→ **Collected data**
━━━━━━━━━━
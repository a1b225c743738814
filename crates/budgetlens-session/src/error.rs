//! Session error types
//!
//! The session layer has very few failure modes by design: loading a
//! cookie degrades to an empty session instead of erroring, so the only
//! real errors are configuration problems caught at startup.

use thiserror::Error;

/// Result type alias for session operations
pub type SessionResult<T> = Result<T, SessionError>;

/// Session error types
#[derive(Debug, Error)]
pub enum SessionError {
    /// No signing secret was provided
    #[error("session signing secret must be set (SESSION_SECRET)")]
    MissingSecret,

    /// The signing secret is too short to be safe
    #[error("session signing secret must be at least {min} bytes")]
    WeakSecret {
        /// Minimum accepted secret length in bytes
        min: usize,
    },
}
━━━━━━━━━━
→ **Problem to work on**
Reproduce all of the records, keeping every character unchanged.

→ **Task response**
repository a1b225c743738814
filename crates/budgetlens-session/src/error.rs
//! Session error types
//!
//! The session layer has very few failure modes by design: loading a
//! cookie degrades to an empty session instead of erroring, so the only
//! real errors are configuration problems caught at startup.

use thiserror::Error;

/// Result type alias for session operations
pub type SessionResult<T> = Result<T, SessionError>;

/// Session error types
#[derive(Debug, Error)]
pub enum SessionError {
    /// No signing secret was provided
    #[error("session signing secret must be set (SESSION_SECRET)")]
    MissingSecret,

    /// The signing secret is too short to be safe
    #[error("session signing secret must be at least {min} bytes")]
    WeakSecret {
        /// Minimum accepted secret length in bytes
        min: usize,
    },
}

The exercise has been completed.